Join method: The join method describes how data from two data producing operators will be joined together. The join methods in the SQL statement can be identified using the operations column in the explain plan. Oracles offers several join methods and join types.
  • Hash Joins - It is used for joining large data sets. The optimizer uses the smaller of the two tables or data sources to build a hash table, based on the join key, in memory. It then scans the larger table, and performs the same hashing algorithm on the join column(s). It then probes the previously built hash table for each value and if they match, it returns a row.
  • Nested Loops joins - They are useful when small subsets of data are being joined and if there is an efficient way of accessing the second table. For every row in the outer table, Oracle accesses all the rows in the inner table similar like two embedded FOR loops.
  • Sort Merge joins – Sort merge joins are useful when the join condition between two tables is an inequality condition such as, <, <=, >, or >=. Sort merge joins can perform better than nested loop joins for large data sets. The join consists of two steps, Sort join operation and Merge join operation.In sort join operation both the inputs are sorted on the join key, then in merge join operation the sorted lists are merged together. Sort merge joins are mostly chosen when there is an index on one of the tables that will eliminate one of the sorts.
  • Cartesian join - In this join every row from one data source is joined with every row from the other data source, creating a Cartesian product of the two sets. Typically this is only chosen if the tables involved are small or if one or more of the tables does not have a join conditions to any other table in the statement. Cartesian joins are not common used and signals a sign of problem with cardinality estimates.
Join Types: Oracle offers several join types: inner join, (left) outer join, full outerjoin, anti join, semi join, grouped outer join, etc. The join order is determined based on cost, which is strongly influenced by the cardinality estimates and the access paths available.

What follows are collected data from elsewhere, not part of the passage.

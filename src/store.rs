// Character persistence: the store boundary plus in-memory and JSON-file stores.
use crate::character::{Character, CharacterId};
use crate::error::StoreError;

use chrono::Local;
use std::collections::HashMap;
use std::fs::{File, create_dir_all, read_dir, remove_file, write};
use std::path::{Path, PathBuf};
use std::sync::RwLock;

// Read and write whole characters. Writes replace the stored copy.
pub trait CharacterStore: Send + Sync {
    fn read_character(&self, id: CharacterId) -> Result<Character, StoreError>;
    fn write_character(&self, character: &Character) -> Result<(), StoreError>;
}

#[derive(Debug, Default)]
pub struct MemoryStore {
    characters: RwLock<HashMap<CharacterId, Character>>,
}

impl MemoryStore {
    pub fn new() -> Self {
        Self::default()
    }

    pub fn with_characters(characters: impl IntoIterator<Item = Character>) -> Self {
        let characters = characters
            .into_iter()
            .map(|character| (character.id, character))
            .collect();
        Self {
            characters: RwLock::new(characters),
        }
    }

    pub fn len(&self) -> usize {
        self.characters.read().map(|map| map.len()).unwrap_or(0)
    }

    pub fn is_empty(&self) -> bool {
        self.len() == 0
    }
}

impl CharacterStore for MemoryStore {
    fn read_character(&self, id: CharacterId) -> Result<Character, StoreError> {
        let characters = self.characters.read().map_err(|_| StoreError::Poisoned)?;
        characters
            .get(&id)
            .cloned()
            .ok_or(StoreError::CharacterNotFound(id))
    }

    fn write_character(&self, character: &Character) -> Result<(), StoreError> {
        let mut characters = self.characters.write().map_err(|_| StoreError::Poisoned)?;
        characters.insert(character.id, character.clone());
        Ok(())
    }
}

// One pretty-printed JSON file per character, named by id.
#[derive(Debug, Clone)]
pub struct JsonFileStore {
    dir: PathBuf,
}

impl JsonFileStore {
    pub fn new(dir: impl Into<PathBuf>) -> Result<Self, StoreError> {
        let dir = dir.into();
        create_dir_all(&dir)?;
        Ok(Self { dir })
    }

    pub fn dir(&self) -> &Path {
        &self.dir
    }

    fn path_for(&self, id: CharacterId) -> PathBuf {
        self.dir.join(format!("{id}.json"))
    }

    // File stems of every saved character.
    pub fn list(&self) -> Result<Vec<String>, StoreError> {
        let mut saves: Vec<String> = read_dir(&self.dir)?
            .filter_map(|entry| {
                let path = entry.ok()?.path();
                if path.is_file() && path.extension()? == "json" {
                    path.file_stem()?.to_str().map(String::from)
                } else {
                    None
                }
            })
            .collect();
        saves.sort();
        Ok(saves)
    }

    pub fn delete(&self, id: CharacterId) -> Result<(), StoreError> {
        match remove_file(self.path_for(id)) {
            Ok(()) => Ok(()),
            Err(e) if e.kind() == std::io::ErrorKind::NotFound => {
                Err(StoreError::CharacterNotFound(id))
            }
            Err(e) => Err(e.into()),
        }
    }
}

impl CharacterStore for JsonFileStore {
    fn read_character(&self, id: CharacterId) -> Result<Character, StoreError> {
        let file = match File::open(self.path_for(id)) {
            Ok(file) => file,
            Err(e) if e.kind() == std::io::ErrorKind::NotFound => {
                return Err(StoreError::CharacterNotFound(id));
            }
            Err(e) => return Err(e.into()),
        };
        let character: Character = serde_json::from_reader(file)?;
        let timestamp = Local::now().format("%Y-%m-%d %H:%M:%S");
        log::debug!("[{timestamp}] loaded {} ({id})", character.name);
        Ok(character)
    }

    fn write_character(&self, character: &Character) -> Result<(), StoreError> {
        let serialized = serde_json::to_string_pretty(character)?;
        write(self.path_for(character.id), serialized)?;
        let timestamp = Local::now().format("%Y-%m-%d %H:%M:%S");
        log::debug!("[{timestamp}] saved {} ({})", character.name, character.id);
        Ok(())
    }
}

#[cfg(test)]
mod tests {
    use super::*;
    use crate::character::CharacterBuilder;

    #[test]
    fn memory_store_round_trips_and_reports_missing() {
        let store = MemoryStore::new();
        let character = CharacterBuilder::new("Ada").sand(4).build();
        store.write_character(&character).unwrap();

        assert_eq!(store.read_character(character.id).unwrap(), character);
        assert_eq!(store.len(), 1);

        let missing = CharacterId::new();
        assert!(matches!(
            store.read_character(missing),
            Err(StoreError::CharacterNotFound(id)) if id == missing
        ));
    }

    #[test]
    fn json_store_lists_and_deletes() {
        let dir = tempfile::tempdir().unwrap();
        let store = JsonFileStore::new(dir.path().join("characters")).unwrap();
        let character = CharacterBuilder::new("Jeb").build();

        store.write_character(&character).unwrap();
        assert_eq!(store.list().unwrap(), vec![character.id.to_string()]);
        assert_eq!(store.read_character(character.id).unwrap(), character);

        store.delete(character.id).unwrap();
        assert!(store.list().unwrap().is_empty());
        assert!(matches!(
            store.delete(character.id),
            Err(StoreError::CharacterNotFound(_))
        ));
    }
}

Join Order: The join order is the order in which the tables are joined together in a multi-table SQL statement. The join order is determined in an execution plan by checking the indentation of the tables in the operation column (using preorder traversal). The first statement to be executed is the one that has the most indentation. Also if two statements appear at the same level of indentation, the top statement is executed first. Equally indented tables are joined first followed by the tables with more indentations in operation column of the execution plan. The join order is determined based on cost, which is strongly influenced by the cardinality estimates and the access paths available. In general joins that result in at most one row always go first.

Partitioning: Partitioning allows a table, index or index-organized table to be subdivided into smaller pieces. Each piece of the database object is called a Partition. Partition pruning or Partition elimination is the simplest means to improve performance using Partitioning. For example, if an application has an ORDERS table that contains a record of all orders for the last 2 years, and this table has been partitioned by day, a query requesting orders for a single week would only access seven partitions of the ORDERS table instead of 730 partitions (the entire table). Partition pruning is visible in an execution plan in the PSTART and PSTOP columns. The PSTART column contains the number of the first partition that will be accessed and PSTOP column contains the number of the last partition that will be accessed.

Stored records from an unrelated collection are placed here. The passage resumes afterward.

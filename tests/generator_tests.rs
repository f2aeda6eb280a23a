use bite_the_bullet::dice::{FixedDice, RandomDice};
use bite_the_bullet::generator::{self, BOND, generate_character};
use bite_the_bullet::item::{ArmorType, ItemKind, Uses};
use bite_the_bullet::{Attribute, Settings};
use rand::SeedableRng;
use rand::rngs::StdRng;

#[test]
fn scripted_generation_follows_the_tables() {
    let faces = [
        3, 3, 3, // vigor
        4, 4, 4, // presence
        6, 6, 6, // faith
        3, 4, // sand
        1, 2, 3, 4, 10, // background, reputation, fortitude, foible, issue
        5,  // armor
        1,  // weapon
        1, 2, 20, // gear
        3,  // lead
        6,  // coin
    ];
    let mut dice = FixedDice::new(faces);
    let character = generate_character("Hollis", &mut dice, &Settings::default());
    assert_eq!(dice.remaining(), 0);

    assert_eq!(character.attribute(Attribute::Vigor), 9);
    assert_eq!(character.attribute(Attribute::Presence), 12);
    assert_eq!(character.attribute(Attribute::Faith), 18);
    assert_eq!(character.resources.sand.value, 7);
    assert_eq!(character.resources.sand.max, 7);
    assert_eq!(character.money, 6);

    assert_eq!(character.characteristics.len(), 6);
    assert_eq!(
        character.characteristics["background"].description,
        "Mine-born: You grew up underground. Tough as bedrock and wary of collapse."
    );
    assert_eq!(
        character.characteristics["issue"].description,
        "Afraid to love again: You keep everyone at the far end of your reach."
    );
    assert!(character.characteristics[BOND].description.is_empty());
    assert!(
        character
            .characteristics
            .values()
            .all(|c| c.rank == 1 && c.uses == 0)
    );

    let names: Vec<&str> = character.items.iter().map(|item| item.name.as_str()).collect();
    assert_eq!(
        names,
        ["Bone-ward fetish", "Revolver", "Tinderbox", "Canteen", "Goggles", "Lead"]
    );
    let ward = character.items[0].as_armor().unwrap();
    assert_eq!(ward.armor_type, ArmorType::Fetish);
    assert!(character.items[1].as_weapon().unwrap().properties.is_gun);
    let ItemKind::Gear(lead) = &character.items[5].kind else {
        panic!("lead should be gear");
    };
    assert_eq!(lead.uses, Some(Uses { value: 4, max: 4 }));

    assert_eq!(character.resources.load, 5);
    assert_eq!(character.resources.inventory, 10);
    assert_eq!(character.resources.reserve.value, 5);
}

#[test]
fn melee_starts_without_lead() {
    let faces = [
        2, 2, 2, 5, 5, 5, 1, 1, 1, 6, 6, // attributes and sand
        5, 5, 5, 5, 5, // characteristics
        2, // Rancher's vest
        4, // Knife
        4, 7, 19, // gear
        1, // coin
    ];
    let mut dice = FixedDice::new(faces);
    let character = generate_character("Knifeman", &mut dice, &Settings::default());
    assert_eq!(dice.remaining(), 0);
    assert_eq!(character.money, 1);
    assert!(character.items.iter().all(|item| item.name != "Lead"));

    let vest = character.items[0].as_armor().unwrap();
    assert_eq!((vest.armor_type, vest.value), (ArmorType::Light, 2));
    assert_eq!(character.items[1].name, "Knife");
    assert_eq!(character.resources.sand.value, 12);
}

#[test]
fn random_characters_stay_in_range() {
    let mut dice = RandomDice::new(StdRng::seed_from_u64(1874));
    for _ in 0..50 {
        let character = generate_character("Stranger", &mut dice, &Settings::default());
        for attribute in [Attribute::Vigor, Attribute::Presence, Attribute::Faith] {
            assert!((3..=18).contains(&character.attribute(attribute)));
        }
        assert!((2..=12).contains(&character.resources.sand.value));
        assert!((1..=6).contains(&character.money));
        assert!(character.items.len() == 5 || character.items.len() == 6);
        assert!(
            character
                .characteristics
                .keys()
                .all(|name| name == BOND
                    || generator::CHARACTERISTIC_TABLES
                        .iter()
                        .any(|(table, _)| table == name))
        );
    }
}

Autotrace is another command which can be configured by "set autotrace on", to run the SQL query and provide the query plan along with statistics. Autotrace actually executes the query and automatically queries the plan table, whereas EXPLAIN PLAN does neither.

How to check the performance of stored procedure and fine tune ?
The SQL Trace facility and TKPROF let’s accurately assess the efficiency of the SQL statements when an application runs. For best results, these tools are used with EXPLAIN PLAN rather than using EXPLAIN PLAN alone. The SQL Trace facility provides performance information on individual SQL statements. It generates the following statistics for each statement:
  • Parse, execute, and fetch counts
  • CPU and elapsed times
  • Physical reads and logical reads
  • Number of rows processed
  • Misses on the library cache
  • Username under which each parse occurred
  • Each commit and rollback
The SQL Trace facility can be enabled for a session or for an instance. When the SQL Trace facility is enabled, performance statistics for all SQL statements executed in a user session or in the instance are placed into trace files.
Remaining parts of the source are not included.